Prime minister's questions sketch
By David Thompson
Political correspondent, BBC News
Despite the sombre mood, Gordon Brown landed a blow on the Tories
The first PMQs after the summer recess and politicians on all sides are relaxed, refreshed - and ready to tear lumps out of each other.
Except that as Gordon Brown reminds us, with what now looks like masterly understatement, we live in serious times, and those times call for serious people.
Which presented a ticklish problem for David Cameron.
How to maintain a front of co-operation and national unity in the teeth of the global financial crisis while, at the same time, trying to strangle the prime minister's political revival at birth?
In the end, the Tory leader tried to make it less about the banks and more about us - the savers, mortgage-holders and small businesses.
His point was that it was essential that the big boys don't take the money and run - that fat cats don't cream off big bonuses as a reward for failure.
For someone who said he supported the government, he did a pretty good job of making it look soft on the City.

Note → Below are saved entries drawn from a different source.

//! Everything known about one analyzed dump

use crate::analyzer::{AnalysisReport, ExceptionRecord, ModuleRecord, ThreadRecord};
use crate::memory::RangeIndex;
use crate::regions::{self, classify, Allocation, MemoryMap};
use std::sync::Arc;

/// The result of analyzing one dump, combined with the dump's bytes.
///
/// Snapshots are built in one step and never modified afterwards; a newer
/// dump replaces the whole snapshot.
#[derive(Debug)]
pub struct DumpSnapshot {
    /// The load this snapshot answers.
    pub generation: u64,

    pub magic: String,
    pub bytelen: u64,
    pub modules: Vec<ModuleRecord>,
    pub threads: Vec<ThreadRecord>,
    pub exception: Option<ExceptionRecord>,

    /// Captured bytes, addressable by virtual address.
    pub ranges: RangeIndex,

    pub allocations: Vec<Allocation>,
    pub map: MemoryMap,
}

impl DumpSnapshot {
    pub fn from_report(
        generation: u64,
        report: AnalysisReport,
        dump: Arc<[u8]>,
    ) -> regions::Result<Self> {
        let allocations = report.allocations()?;
        let map = classify(&allocations);
        let ranges = RangeIndex::new(report.extents(), dump);

        Ok(DumpSnapshot {
            generation,
            magic: report.magic,
            bytelen: report.bytelen,
            modules: report.module_info,
            threads: report.thread_list,
            exception: report.exception_record,
            ranges,
            allocations,
            map,
        })
    }

    /// Address of the faulting instruction, if the dump recorded a crash.
    pub fn fault_address(&self) -> Option<u64> {
        self.exception
            .as_ref()
            .map(|record| record.exception.address)
    }
}
use crate::analyzer::AnalysisSummary;
use crate::cli::common::{read_dump, resolve_analyzer};
use crate::config::Config;
use clap::ArgMatches;
use std::io;

pub fn info(config: &Config, argv: &ArgMatches<'_>) -> io::Result<()> {
    let filename = argv
        .value_of("dump")
        .ok_or_else(|| io::Error::new(io::ErrorKind::InvalidInput, "No dump file given"))?;

    let dump = read_dump(filename)?;
    let report = resolve_analyzer(config)?.analyze(&dump)?;

    print!("{}", AnalysisSummary::new(&report));

    Ok(())
}
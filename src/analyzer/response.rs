//! Analysis queue response type

use crate::analyzer::{AnalysisReport, Result};
use std::sync::Arc;

/// A response to a queue command.
pub enum Response {
    /// Result of analyzing a dump.
    Analyzed {
        /// The generation given in the `Analyze` command.
        generation: u64,

        /// The bytes that were analyzed.
        dump: Arc<[u8]>,

        /// The analyzer's report, or why there is none.
        result: Result<AnalysisReport>,
    },

    /// Acknowledges an issued `Fence` command.
    ///
    /// All responses before the `Fence` response originate from commands
    /// before the acknowledged `Fence` command, and all responses after it
    /// from commands after it.
    Fence,
}
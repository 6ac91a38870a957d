//! Analysis results read from a saved report

use crate::analyzer::{AnalysisReport, DumpAnalyzer, Result};
use std::fs;
use std::path::PathBuf;
use tracing::warn;

/// Serves a previously saved analysis report instead of analyzing the dump.
///
/// Useful for dumps the analyzer has already been run over, and for
/// exercising a session without an analyzer program installed.
#[derive(Clone, Debug, PartialEq, Eq)]
pub struct ReportFileAnalyzer {
    path: PathBuf,
}

impl ReportFileAnalyzer {
    pub fn new<P: Into<PathBuf>>(path: P) -> Self {
        ReportFileAnalyzer { path: path.into() }
    }
}

impl DumpAnalyzer for ReportFileAnalyzer {
    fn analyze(&self, dump: &[u8]) -> Result<AnalysisReport> {
        let report_file = fs::File::open(&self.path)?;
        let report: AnalysisReport = serde_json::from_reader(report_file)?;

        if report.bytelen != dump.len() as u64 {
            warn!(
                report = %self.path.display(),
                reported = report.bytelen,
                actual = dump.len(),
                "saved report was made for a dump of a different size"
            );
        }

        Ok(report)
    }
}
//! Configuration file and command line settings

mod error;
mod settings;

pub use error::{Error as ConfigError, Result};
pub use settings::{AnalyzerSource, Config, LogFormat, DEFAULT_CONFIG_FILE};

#[cfg(test)]
mod tests;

Gordon Brown kept his powder dry until David Cameron asked his last question - then nailed him.
He taunted the Tory leader: "I have to remind him about what he said on the Andrew Marr Show: 'What you won't hear from me this week is the sort of easy, cheap lines, beating up the market system and bashing financiers'."
Nick Clegg, the Lib Dem leader, said he "wholeheartedly" supported the government's plan.
He then, equally wholeheartedly, made the point that when a ship is sinking you don't argue about who has steered it into an iceberg.
In a topsy-turvy world, it was almost reassuring to know that some things never change - and that at PMQs, the hand of help nearly always conceals a stiletto too.